Methodological challenges and potential solutions for economic evaluations of palliative and end-of-life care: A systematic review.
Fischer C., Bednarz D., Simon J.
BACKGROUND: Given the increasing demand for palliative and end-of-life care, along with the introduction of costly new treatments, there is a pressing need for robust evidence on value. However, comprehensive guidance is missing on methods for conducting economic evaluations in this field. AIM: To identify and summarise existing information on methodological challenges and potential solutions/recommendations for economic evaluations of palliative and end-of-life care. DESIGN: We conducted a systematic review of publications on methodological considerations for economic evaluations of adult palliative and end-of-life care as per our PROSPERO protocol CRD42020148160. Following initial searches, we conducted a two-stage screening process and quality appraisal. Information was thematically synthesised, coded, categorised into common themes and aligned with the items specified in the Consolidated Health Economic Evaluation Reporting Standards statement. DATA SOURCES: The databases Medline, Embase, HTADatabase, NHSEED and grey literature were searched between 1 January 1999 and 5 June 2023. RESULTS: Out of the initial 6502 studies, 81 were deemed eligible.

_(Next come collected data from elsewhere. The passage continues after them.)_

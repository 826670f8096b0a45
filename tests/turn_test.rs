// Integration tests for a full agent turn
//
// Wires config loading, the tool registry, the agent loop and a broker
// subscriber together the way an embedding CLI would.

use agent_core::agent::{AgentLoop, FinishReason, ProviderEvent, StopReason};
use agent_core::config::load_config_from;
use agent_core::errors::ProviderError;
use agent_core::events::AgentEvent;
use agent_core::toolcall::ToolCallState;
use agent_core::tools::{RegistryExecutor, Tool, ToolRegistry};
use anyhow::Result;
use async_trait::async_trait;
use futures::{stream, StreamExt};
use serde_json::Value;
use std::io::Write;
use std::sync::atomic::{AtomicUsize, Ordering};
use std::sync::Arc;
use tempfile::NamedTempFile;
use tokio_util::sync::CancellationToken;

struct ReadTool;

#[async_trait]
impl Tool for ReadTool {
    fn name(&self) -> &str {
        "read"
    }

    fn description(&self) -> &str {
        "Read a file"
    }

    async fn execute(&self, input: Value, _cancel: CancellationToken) -> Result<String> {
        let path = input["file_path"].as_str().unwrap_or("<none>");
        Ok(format!("contents of {}", path))
    }
}

/// Fails with a 503 until it has been called `failures` times
struct FlakyTool {
    calls: AtomicUsize,
    failures: usize,
}

#[async_trait]
impl Tool for FlakyTool {
    fn name(&self) -> &str {
        "fetch"
    }

    fn description(&self) -> &str {
        "Fetch a URL"
    }

    async fn execute(&self, _input: Value, _cancel: CancellationToken) -> Result<String> {
        let call = self.calls.fetch_add(1, Ordering::SeqCst);
        if call < self.failures {
            return Err(ProviderError::with_status(503, "upstream unavailable").into());
        }
        Ok("fetched".to_string())
    }
}

fn write_config(contents: &str) -> NamedTempFile {
    let mut file = NamedTempFile::new().unwrap();
    file.write_all(contents.as_bytes()).unwrap();
    file
}

fn build_agent(config_toml: &str, flaky_failures: usize) -> (Arc<AgentLoop>, Arc<FlakyTool>) {
    let file = write_config(config_toml);
    let config = load_config_from(file.path()).unwrap();

    let flaky = Arc::new(FlakyTool {
        calls: AtomicUsize::new(0),
        failures: flaky_failures,
    });
    let mut registry = ToolRegistry::new();
    registry.register(Arc::new(ReadTool));
    registry.register(flaky.clone());

    let agent = AgentLoop::from_config(&config, Arc::new(RegistryExecutor::new(registry)));
    (Arc::new(agent), flaky)
}

const FAST_RETRIES: &str = r#"
[scheduler]
max_concurrent = 2
max_attempts = 3
base_delay_ms = 5
max_delay_ms = 20

[permissions]
allowed_tools = ["read", "fetch"]
"#;

fn turn(tools: &[(&str, &str, &str)]) -> Vec<ProviderEvent> {
    let mut events = vec![ProviderEvent::text("Working on it.")];
    for (id, name, input) in tools {
        events.extend(ProviderEvent::tool_use(id, name, input));
    }
    events.push(ProviderEvent::Complete {
        stop_reason: StopReason::ToolUse,
    });
    events
}

// ── Execution through the registry ─────────────────────────────────────────────

#[tokio::test]
async fn test_allowed_tools_run_from_config() {
    let (agent, _) = build_agent(FAST_RETRIES, 0);
    let cancel = CancellationToken::new();

    let events = turn(&[
        ("toolu_1", "read", r#"{"file_path": "src/lib.rs"}"#),
        ("toolu_2", "fetch", "{}"),
    ]);
    let outcome = agent
        .run_turn("session", stream::iter(events), &cancel)
        .await
        .unwrap();

    assert_eq!(outcome.finish, FinishReason::ToolUse);
    assert_eq!(outcome.tool_results[0].content, "contents of src/lib.rs");
    assert_eq!(outcome.tool_results[1].content, "fetched");
    assert!(!outcome.has_tool_errors());
}

#[tokio::test]
async fn test_transient_tool_failure_is_retried() {
    let (agent, flaky) = build_agent(FAST_RETRIES, 2);
    let cancel = CancellationToken::new();

    let outcome = agent
        .run_turn("session", stream::iter(turn(&[("toolu_1", "fetch", "{}")])), &cancel)
        .await
        .unwrap();

    assert_eq!(outcome.tool_results[0].content, "fetched");
    assert_eq!(flaky.calls.load(Ordering::SeqCst), 3);
}

#[tokio::test]
async fn test_exhausted_retries_fail_the_call() {
    let (agent, flaky) = build_agent(FAST_RETRIES, 10);
    let cancel = CancellationToken::new();

    let outcome = agent
        .run_turn("session", stream::iter(turn(&[("toolu_1", "fetch", "{}")])), &cancel)
        .await
        .unwrap();

    assert!(outcome.tool_results[0].is_error);
    assert!(outcome.tool_results[0].content.contains("503"));
    assert_eq!(flaky.calls.load(Ordering::SeqCst), 3);
}

#[tokio::test]
async fn test_unknown_tool_is_not_retried() {
    let (agent, _) = build_agent(&format!("{}skip = true\n", FAST_RETRIES), 0);
    let cancel = CancellationToken::new();
    let cancel_sub = CancellationToken::new();
    let sub = agent.broker().subscribe(&cancel_sub);

    let outcome = agent
        .run_turn("session", stream::iter(turn(&[("toolu_1", "write", "{}")])), &cancel)
        .await
        .unwrap();
    assert!(outcome.tool_results[0].content.contains("not found"));

    // Pending, Running, Failed: one attempt only
    cancel_sub.cancel();
    let transitions: Vec<ToolCallState> = sub
        .filter_map(|event| async move {
            match event.payload {
                AgentEvent::ToolCallUpdated(update) => Some(update.to),
                _ => None,
            }
        })
        .collect()
        .await;
    assert_eq!(
        transitions,
        vec![
            ToolCallState::Pending,
            ToolCallState::Running,
            ToolCallState::Failed
        ]
    );
}

// ── Approval ───────────────────────────────────────────────────────────────────

#[tokio::test]
async fn test_cancelling_one_call_keeps_the_rest() {
    let (agent, _) = build_agent(
        r#"
[permissions]
allowed_tools = ["read"]
"#,
        0,
    );

    // fetch needs approval; cancel it instead of answering
    let watcher_cancel = CancellationToken::new();
    let mut sub = agent.broker().subscribe(&watcher_cancel);
    let canceller = {
        let agent = agent.clone();
        tokio::spawn(async move {
            while let Some(event) = sub.recv().await {
                if let AgentEvent::PermissionRequested(request) = event.payload {
                    agent.cancel_tool_call(&request.tool_call_id).await.unwrap();
                }
            }
        })
    };

    let events = turn(&[
        ("toolu_1", "fetch", "{}"),
        ("toolu_2", "read", r#"{"file_path": "Cargo.toml"}"#),
    ]);
    let outcome = agent
        .run_turn("session", stream::iter(events), &CancellationToken::new())
        .await
        .unwrap();

    assert_eq!(outcome.finish, FinishReason::ToolUse);
    assert_eq!(
        outcome.tool_results[0].content,
        "Tool execution canceled by user"
    );
    assert_eq!(outcome.tool_results[1].content, "contents of Cargo.toml");

    watcher_cancel.cancel();
    canceller.await.unwrap();
}

#[tokio::test]
async fn test_turn_finished_published_last() {
    let (agent, _) = build_agent(FAST_RETRIES, 0);
    let cancel_sub = CancellationToken::new();
    let sub = agent.broker().subscribe(&cancel_sub);

    let events = vec![
        ProviderEvent::text("done"),
        ProviderEvent::Complete {
            stop_reason: StopReason::EndTurn,
        },
    ];
    agent
        .run_turn("session", stream::iter(events), &CancellationToken::new())
        .await
        .unwrap();

    cancel_sub.cancel();
    let received: Vec<AgentEvent> = sub.map(|event| event.payload).collect().await;
    assert_eq!(received.len(), 2);
    assert!(matches!(received[0], AgentEvent::MessageUpdated { .. }));
    assert!(matches!(
        received[1],
        AgentEvent::TurnFinished {
            finish: FinishReason::EndTurn,
            ..
        }
    ));
}
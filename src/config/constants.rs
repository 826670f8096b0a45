// Project-wide constants
//
// Defaults shared by the config file and the runtime types. Import via
// `use crate::config::constants::*;`.

/// Config directory under the user's home.
pub const CONFIG_DIR: &str = ".agent-core";

/// Config file name inside `CONFIG_DIR`.
pub const CONFIG_FILE: &str = "config.toml";

/// Tool calls executed at once per batch.
pub const DEFAULT_MAX_CONCURRENT: usize = 3;

/// Attempts per task, including the first.
pub const DEFAULT_MAX_ATTEMPTS: u32 = 3;

pub const DEFAULT_BASE_DELAY_MS: u64 = 1_000;

pub const DEFAULT_MAX_DELAY_MS: u64 = 60_000;

/// Fractional jitter applied to every backoff delay (0.25 = ±25%).
pub const DEFAULT_JITTER: f64 = 0.25;

pub const DEFAULT_LOG_LEVEL: &str = "info";
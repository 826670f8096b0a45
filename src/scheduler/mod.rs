// Retrying batch scheduler
//
// Runs independent units of work on a bounded worker pool. Transient
// failures are retried with jittered exponential backoff; auth and
// validation failures are not. A batch can be cancelled from outside or,
// with fail_fast, by its first failure.

mod backoff;
mod classify;
mod config;
mod pool;
mod progress;
mod task;

pub use backoff::Backoff;
pub use classify::{classify, ErrorClass};
pub use config::SchedulerConfig;
pub use pool::{handler_fn, AttemptContext, FnHandler, Scheduler, TaskHandler};
pub use progress::TaskProgress;
pub use task::{BatchSummary, TaskFailure, TaskResult, TaskStatus};
impl Reconstructor {
    /// Create a reconstructor with a pool of `config.worker_count` threads.
    ///
    /// # Errors
    ///
    /// Returns an error if the configuration is invalid or the pool cannot be
    /// built.
    pub fn new(config: ReconstructionConfig) -> Result<Self> {
        config.validate()?;
        let pool = ThreadPoolBuilder::new()
            .num_threads(config.worker_count)
            .thread_name(|i| format!("radial-worker-{i}"))
            .build()?;

        Ok(Self {
            config,
            source: None,
            pool: Arc::new(pool),
            cancel: Arc::new(Mutex::new(CancellationToken::new())),
            next_job: Arc::new(AtomicU64::new(0)),
        })
    }

    /// Set the radial stack to reconstruct. Its axis order becomes the
    /// source order.
    pub fn set_input_stack(&mut self, stack: impl Into<Arc<Volume>>) {
        let stack = stack.into();
        self.config.source_order = stack.order();
        self.source = Some(stack);
    }

    pub fn input_stack(&self) -> Option<&Volume> {
        self.source.as_deref()
    }

    pub fn config(&self) -> &ReconstructionConfig {
        &self.config
    }

    /// Degrees between two successive slices of the stack.
    ///
    /// # Errors
    ///
    /// [`ReconstructionError::InvalidSpacing`]; the previous value is kept.
    pub fn set_angle_spacing(&mut self, degrees: f64) -> Result<()> {
        self.config.clone().with_angle_spacing(degrees).validate()?;
        self.config.angle_spacing = degrees;
        Ok(())
    }

    pub fn angle_spacing(&self) -> f64 {
        self.config.angle_spacing
    }

    pub fn set_source_order(&mut self, order: AxisOrder) {
        self.config.source_order = order;
    }

    pub fn source_order(&self) -> AxisOrder {
        self.config.source_order
    }

    pub fn set_destination_order(&mut self, order: AxisOrder) {
        self.config.destination_order = order;
    }

    pub fn destination_order(&self) -> AxisOrder {
        self.config.destination_order
    }

    /// Number of chunks per job. The pool size is fixed at construction.
    ///
    /// # Errors
    ///
    /// [`ReconstructionError::InvalidWorkerCount`] for zero.
    pub fn set_worker_count(&mut self, workers: usize) -> Result<()> {
        if workers == 0 {
            return Err(ReconstructionError::InvalidWorkerCount);
        }
        self.config.worker_count = workers;
        Ok(())
    }

    pub fn worker_count(&self) -> usize {
        self.config.worker_count
    }

    pub fn set_progress_interval(&mut self, interval: Duration) {
        self.config.progress_interval = interval;
    }

    /// Reconstruct the input stack, blocking until done.
    ///
    /// # Errors
    ///
    /// [`ReconstructionError::MissingInput`] if no stack is set, plus every
    /// error of [`Reconstructor::reconstruct_volume`].
    pub fn create_reconstruction(&self, progress: &dyn ReconstructionProgress) -> Result<Volume> {
        let source = self
            .source
            .as_deref()
            .ok_or(ReconstructionError::MissingInput)?;
        self.reconstruct_volume(source, &self.config, progress)
    }

    /// Reconstruct `source` with the given settings, blocking until done.
    ///
    /// `config.source_order` decides how `source` is read, whatever its own
    /// order tag says.
    ///
    /// # Errors
    ///
    /// Invalid settings, allocation failure, a panicking worker, or
    /// [`ReconstructionError::Cancelled`] after
    /// [`Reconstructor::kill_all_reconstructions`].
    pub fn reconstruct_volume(
        &self,
        source: &Volume,
        config: &ReconstructionConfig,
        progress: &dyn ReconstructionProgress,
    ) -> Result<Volume> {
        let job = Job {
            id: self.next_job_id(),
            pool: &self.pool,
            cancel: self.current_token(),
        };
        job.run(source, config, progress)
    }

    /// Reconstruct the input stack in the background.
    ///
    /// Returns immediately; progress and the result, including every error,
    /// are delivered to `callback`. The settings and stack are captured now,
    /// so later changes do not affect this job.
    pub fn start_reconstruction<C>(&self, callback: C)
    where
        C: ReconstructionCallback + 'static,
    {
        let id = self.next_job_id();
        let callback = Arc::new(callback);
        let job_callback = Arc::clone(&callback);
        let source = self.source.clone();
        let config = self.config.clone();
        let pool = Arc::clone(&self.pool);
        let cancel = self.current_token();

        let spawned = thread::Builder::new()
            .name(format!("radial-job-{id}"))
            .spawn(move || {
                let result = match source {
                    Some(source) => {
                        let job = Job {
                            id,
                            pool: &pool,
                            cancel,
                        };
                        job.run(&source, &config, job_callback.as_ref())
                    }
                    None => Err(ReconstructionError::MissingInput),
                };

                match &result {
                    Ok(_) | Err(ReconstructionError::Cancelled) => {}
                    Err(e) => error!("Reconstruction job {id} failed: {e}"),
                }
                job_callback.completed(result);
            });

        if let Err(e) = spawned {
            error!("Could not start reconstruction job {id}: {e}");
            callback.completed(Err(e.into()));
        }
    }

    /// Reconstruct the input stack in the background and wait for the result.
    pub async fn reconstruct(&self) -> Result<Volume> {
        let (tx, mut rx) = futures::channel::mpsc::unbounded::<ReconstructionEvent>();
        self.start_reconstruction(tx);

        while let Some(event) = rx.next().await {
            if let ReconstructionEvent::Completed(result) = event {
                return result;
            }
        }
        Err(ReconstructionError::Cancelled)
    }

    /// Stop every running reconstruction of this reconstructor and its
    /// clones. Jobs started afterwards are not affected.
    pub fn kill_all_reconstructions(&self) {
        let token = std::mem::take(&mut *self.cancel.lock());
        token.cancel();
        info!("Cancelling all running reconstructions");
    }

    fn current_token(&self) -> CancellationToken {
        self.cancel.lock().clone()
    }

    fn next_job_id(&self) -> u64 {
        self.next_job.fetch_add(1, Ordering::Relaxed)
    }
}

Identified challenges could be grouped into nine themes: ambiguous and inaccurate patient identification, restricted generalisability due to poor geographic transferability of evidence, narrow costing perspective applied, difficulties defining comparators, consequences of applied time horizon, ambiguity in the selection of outcomes, challenged outcome measurement, non-standardised measurement and valuation of costs as well as challenges regarding a reliable preference-based outcome valuation. CONCLUSION: Our review offers a comprehensive context-specific overview of methodological considerations for economic evaluations of palliative and end-of-life care. It also identifies the main knowledge gaps to help prioritise future methodological research specifically for this field.